[[ SUPPLIED ENTRIES, beginning ]]

//! The normalized metadata model and its conversions from each format.

use std::{collections::BTreeMap, fmt};

use chrono::{DateTime, FixedOffset, NaiveDate, NaiveDateTime};
use serde::Serialize;

/// A single front matter value, independent of the format it came from.
#[derive(Clone, Debug, PartialEq, Serialize)]
#[serde(untagged)]
pub enum Value {
    Null,
    Bool(bool),
    Integer(i64),
    Float(f64),
    String(String),
    Array(Vec<Value>),
    Map(BTreeMap<String, Value>),
}

impl Value {
    pub fn as_str(&self) -> Option<&str> {
        match self {
            Value::String(s) => Some(s),
            _ => None,
        }
    }
}

impl fmt::Display for Value {
    fn fmt(&self, f: &mut fmt::Formatter<'_>) -> fmt::Result {
        match self {
            Value::Null => f.write_str("null"),
            Value::Bool(b) => write!(f, "{b}"),
            Value::Integer(i) => write!(f, "{i}"),
            Value::Float(x) => write!(f, "{x}"),
            Value::String(s) => f.write_str(s),
            Value::Array(items) => {
                f.write_str("[")?;
                for (i, item) in items.iter().enumerate() {
                    if i > 0 {
                        f.write_str(", ")?;
                    }
                    write!(f, "{item}")?;
                }
                f.write_str("]")
            }
            Value::Map(map) => {
                f.write_str("{")?;
                for (i, (key, value)) in map.iter().enumerate() {
                    if i > 0 {
                        f.write_str(", ")?;
                    }
                    write!(f, "{key}: {value}")?;
                }
                f.write_str("}")
            }
        }
    }
}

impl From<serde_json::Value> for Value {
    fn from(value: serde_json::Value) -> Self {
        match value {
            serde_json::Value::Null => Value::Null,
            serde_json::Value::Bool(b) => Value::Bool(b),
            serde_json::Value::Number(n) => match n.as_i64() {
                Some(i) => Value::Integer(i),
                None => n.as_f64().map(Value::Float).unwrap_or(Value::Null),
            },
            serde_json::Value::String(s) => Value::String(s),
            serde_json::Value::Array(items) => {
                Value::Array(items.into_iter().map(Value::from).collect())
            }
            serde_json::Value::Object(map) => {
                Value::Map(map.into_iter().map(|(k, v)| (k, v.into())).collect())
            }
        }
    }
}

impl From<toml::Value> for Value {
    fn from(value: toml::Value) -> Self {
        match value {
            toml::Value::String(s) => Value::String(s),
            toml::Value::Integer(i) => Value::Integer(i),
            toml::Value::Float(x) => Value::Float(x),
            toml::Value::Boolean(b) => Value::Bool(b),
            toml::Value::Datetime(dt) => Value::String(dt.to_string()),
            toml::Value::Array(items) => {
                Value::Array(items.into_iter().map(Value::from).collect())
            }
            toml::Value::Table(table) => {
                Value::Map(table.into_iter().map(|(k, v)| (k, v.into())).collect())
            }
        }
    }
}

impl From<serde_yaml::Value> for Value {
    fn from(value: serde_yaml::Value) -> Self {
        match value {
            serde_yaml::Value::Null => Value::Null,
            serde_yaml::Value::Bool(b) => Value::Bool(b),
            serde_yaml::Value::Number(n) => match n.as_i64() {
                Some(i) => Value::Integer(i),
                None => n.as_f64().map(Value::Float).unwrap_or(Value::Null),
            },
            serde_yaml::Value::String(s) => Value::String(s),
            serde_yaml::Value::Sequence(items) => {
                Value::Array(items.into_iter().map(Value::from).collect())
            }
            serde_yaml::Value::Mapping(mapping) => Value::Map(yaml_mapping(mapping)),
            serde_yaml::Value::Tagged(tagged) => tagged.value.into(),
        }
    }
}

/// Converts a YAML mapping into string-keyed variables.
///
/// Scalar keys are stringified; entries keyed by a sequence or mapping are
/// dropped since they can't be addressed by name. When two keys stringify
/// the same, the later entry wins.
pub(crate) fn yaml_mapping(mapping: serde_yaml::Mapping) -> BTreeMap<String, Value> {
    let mut map = BTreeMap::new();

    for (key, value) in mapping {
        let key = match key {
            serde_yaml::Value::String(s) => s,
            serde_yaml::Value::Number(n) => n.to_string(),
            serde_yaml::Value::Bool(b) => b.to_string(),
            serde_yaml::Value::Null => "null".to_string(),
            other => {
                tracing::debug!("skipping front matter entry with non-scalar key {other:?}");
                continue;
            }
        };
        if let Some(previous) = map.insert(key.clone(), value.into()) {
            tracing::debug!("front matter key {key:?} appears more than once, dropping {previous:?}");
        }
    }

    map
}

/// Normalized metadata of one front matter block.
#[derive(Clone, Debug, Default, PartialEq, Serialize)]
pub struct Metadata {
    pub title: String,
    pub template: String,
    pub date: Option<DateTime<FixedOffset>>,
    /// Every key of the block, including the ones hoisted above.
    pub variables: BTreeMap<String, Value>,
}

impl Metadata {
    pub fn new(variables: BTreeMap<String, Value>) -> Self {
        let string_var = |key: &str| {
            variables
                .get(key)
                .and_then(Value::as_str)
                .unwrap_or_default()
                .to_string()
        };

        let title = string_var("title");
        let template = string_var("template");
        let date = variables
            .get("date")
            .and_then(Value::as_str)
            .and_then(parse_date);

        Self {
            title,
            template,
            date,
            variables,
        }
    }

    pub fn get(&self, key: &str) -> Option<&Value> {
        self.variables.get(key)
    }

    pub fn is_empty(&self) -> bool {
        self.variables.is_empty()
    }
}

const DATETIME_LAYOUTS: [&str; 2] = ["%Y-%m-%d %H:%M:%S", "%Y-%m-%dT%H:%M:%S"];

/// Parses the date formats accepted in front matter. Dates without an
/// offset are UTC.
pub fn parse_date(input: &str) -> Option<DateTime<FixedOffset>> {
    let input = input.trim();

    if let Ok(date) = DateTime::parse_from_rfc3339(input) {
        return Some(date);
    }

    if let Ok(date) = DateTime::parse_from_str(input, "%Y-%m-%d %H:%M:%S%z") {
        return Some(date);
    }

    for layout in DATETIME_LAYOUTS {
        if let Ok(date) = NaiveDateTime::parse_from_str(input, layout) {
            return Some(date.and_utc().fixed_offset());
        }
    }

    NaiveDate::parse_from_str(input, "%Y-%m-%d")
        .ok()
        .and_then(|d| d.and_hms_opt(0, 0, 0))
        .map(|d| d.and_utc().fixed_offset())
}
#![forbid(unsafe_code)]

//! Cross-document graph merge and diff.
//!
//! `merge` aligns nodes across ≥2 annotated documents by `@id`, copies
//! through properties that appear in only one contributor, combines
//! confidences where contributors agree on the bare value, and resolves
//! disagreement via a pluggable [`ConflictStrategy`] — producing both the
//! merged [`ca_facade::Document`] and an auditable [`MergeReport`].
//!
//! `diff` performs the same bucket-and-compare procedure between exactly
//! two documents and classifies every property as added/removed/modified/
//! unchanged.

use std::collections::BTreeMap;

use ca_facade::{Document, Node, PropertyValue};
use thiserror::Error;

#[derive(Debug, Error, Clone, PartialEq)]
pub enum MergeError {
    #[error("merge requires at least two documents, got {0}")]
    TooFewDocuments(usize),
}

/// How to combine confidences when ≥2 contributors agree on a value.
#[derive(Debug, Clone, Copy, PartialEq, Eq)]
pub enum Combination {
    /// `1 - ∏(1 - p_i)` — treats independent confirmations as independent evidence.
    NoisyOr,
    Average,
    Max,
}

fn combine(scores: &[f64], combination: Combination) -> f64 {
    match combination {
        Combination::NoisyOr => 1.0 - scores.iter().map(|p| 1.0 - p).product::<f64>(),
        Combination::Average => scores.iter().sum::<f64>() / scores.len() as f64,
        Combination::Max => scores.iter().copied().fold(f64::MIN, f64::max),
    }
}

/// How to resolve disagreement on a property's bare value.
#[derive(Debug, Clone, Copy, PartialEq, Eq)]
pub enum ConflictStrategy {
    /// Take the candidate with the highest confidence; ties keep input order.
    Highest,
    /// Group candidates by bare value, noisy-OR within each group, pick the
    /// top-scoring group's highest-individual-confidence representative.
    WeightedVote,
    /// Prefer the most recently extracted candidate; confidence breaks ties.
    Recency,
    /// Keep every candidate as a multi-valued sequence.
    Union,
}

impl ConflictStrategy {
    fn label(self) -> &'static str {
        match self {
            ConflictStrategy::Highest => "highest",
            ConflictStrategy::WeightedVote => "weighted_vote",
            ConflictStrategy::Recency => "recency",
            ConflictStrategy::Union => "union",
        }
    }
}

/// Per-operation merge configuration (teacher's `GroupByOptions` convention).
#[derive(Debug, Clone, Copy, PartialEq, Eq)]
pub struct MergeOptions {
    pub conflict_strategy: ConflictStrategy,
    pub combination: Combination,
}

impl Default for MergeOptions {
    fn default() -> Self {
        Self {
            conflict_strategy: ConflictStrategy::Highest,
            combination: Combination::NoisyOr,
        }
    }
}

/// A single resolved (or unioned) conflict, kept for audit (GDPR Art. 30-style
/// record-keeping).
#[derive(Debug, Clone, PartialEq)]
pub struct MergeConflict {
    pub node_id: Option<String>,
    pub property_name: String,
    pub candidate_values: Vec<serde_json::Value>,
    pub resolution_strategy: String,
    pub winner_value: serde_json::Value,
}

/// Audit summary of a merge.
#[derive(Debug, Clone, Default, PartialEq)]
pub struct MergeReport {
    pub source_count: usize,
    pub nodes_merged: usize,
    pub properties_agreed: usize,
    pub properties_conflicted: usize,
    pub properties_union: usize,
    pub conflicts: Vec<MergeConflict>,
}

fn confidence_of(value: &PropertyValue) -> Option<f64> {
    value.confidence()
}

fn extracted_at_of(value: &PropertyValue) -> Option<&str> {
    value.as_annotated().and_then(|a| a.extracted_at.as_deref())
}

/// Merge ≥2 annotated graph documents into one, aligning nodes by `@id`.
pub fn merge(docs: &[Document], options: MergeOptions) -> Result<(Document, MergeReport), MergeError> {
    if docs.len() < 2 {
        return Err(MergeError::TooFewDocuments(docs.len()));
    }

    let mut merged = Document::new();
    merged.context = docs.iter().find_map(|d| d.context.clone());

    let mut report = MergeReport {
        source_count: docs.len(),
        ..MergeReport::default()
    };

    // Bucket nodes by id; nodes without one pass through untouched, in the
    // order they're first encountered.
    let mut buckets: BTreeMap<String, Vec<&Node>> = BTreeMap::new();
    let mut anonymous: Vec<Node> = Vec::new();
    for doc in docs {
        for node in &doc.nodes {
            match &node.id {
                Some(id) => buckets.entry(id.clone()).or_default().push(node),
                None => anonymous.push(node.clone()),
            }
        }
    }

    for (id, contributors) in &buckets {
        let mut merged_node = Node::new(id.clone());
        for contributor in contributors {
            for ty in &contributor.types {
                if !merged_node.types.contains(ty) {
                    merged_node.types.push(ty.clone());
                }
            }
        }

        let mut property_keys: Vec<&str> = Vec::new();
        for contributor in contributors {
            for key in contributor.properties.keys() {
                if !property_keys.contains(&key.as_str()) {
                    property_keys.push(key.as_str());
                }
            }
        }

        for key in property_keys {
            let candidates: Vec<&PropertyValue> = contributors
                .iter()
                .filter_map(|node| node.get(key))
                .collect();

            if candidates.len() == 1 {
                merged_node.set(key.to_owned(), candidates[0].clone());
                continue;
            }

            let bare_values: Vec<serde_json::Value> = candidates.iter().map(|v| v.bare()).collect();
            let all_agree = bare_values.windows(2).all(|w| w[0] == w[1]);

            if all_agree {
                report.properties_agreed += 1;
                merged_node.set(key.to_owned(), resolve_agreement(&candidates, options.combination));
            } else {
                report.properties_conflicted += 1;
                let (winner, winner_bare) = resolve_conflict(&candidates, options.conflict_strategy);
                if options.conflict_strategy == ConflictStrategy::Union {
                    report.properties_union += 1;
                }
                report.conflicts.push(MergeConflict {
                    node_id: Some(id.clone()),
                    property_name: key.to_owned(),
                    candidate_values: bare_values,
                    resolution_strategy: options.conflict_strategy.label().to_owned(),
                    winner_value: winner_bare,
                });

                #[cfg(feature = "tracing")]
                tracing::debug!(node_id = %id, property = key, strategy = options.conflict_strategy.label(), "merge conflict resolved");

                merged_node.set(key.to_owned(), winner);
            }
        }

        merged.push(merged_node);
        report.nodes_merged += 1;
    }

    for node in anonymous {
        merged.push(node);
    }

    Ok((merged, report))
}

[[ SUPPLIED ENTRIES, end ]]

* **GOAL OF THE EXERCISE**:
Among the lines above, return each one holding the string "NoisyOr".

* **ANSWER SPACE**:
    NoisyOr,
        Combination::NoisyOr => 1.0 - scores.iter().map(|p| 1.0 - p).product::<f64>(),
            combination: Combination::NoisyOr,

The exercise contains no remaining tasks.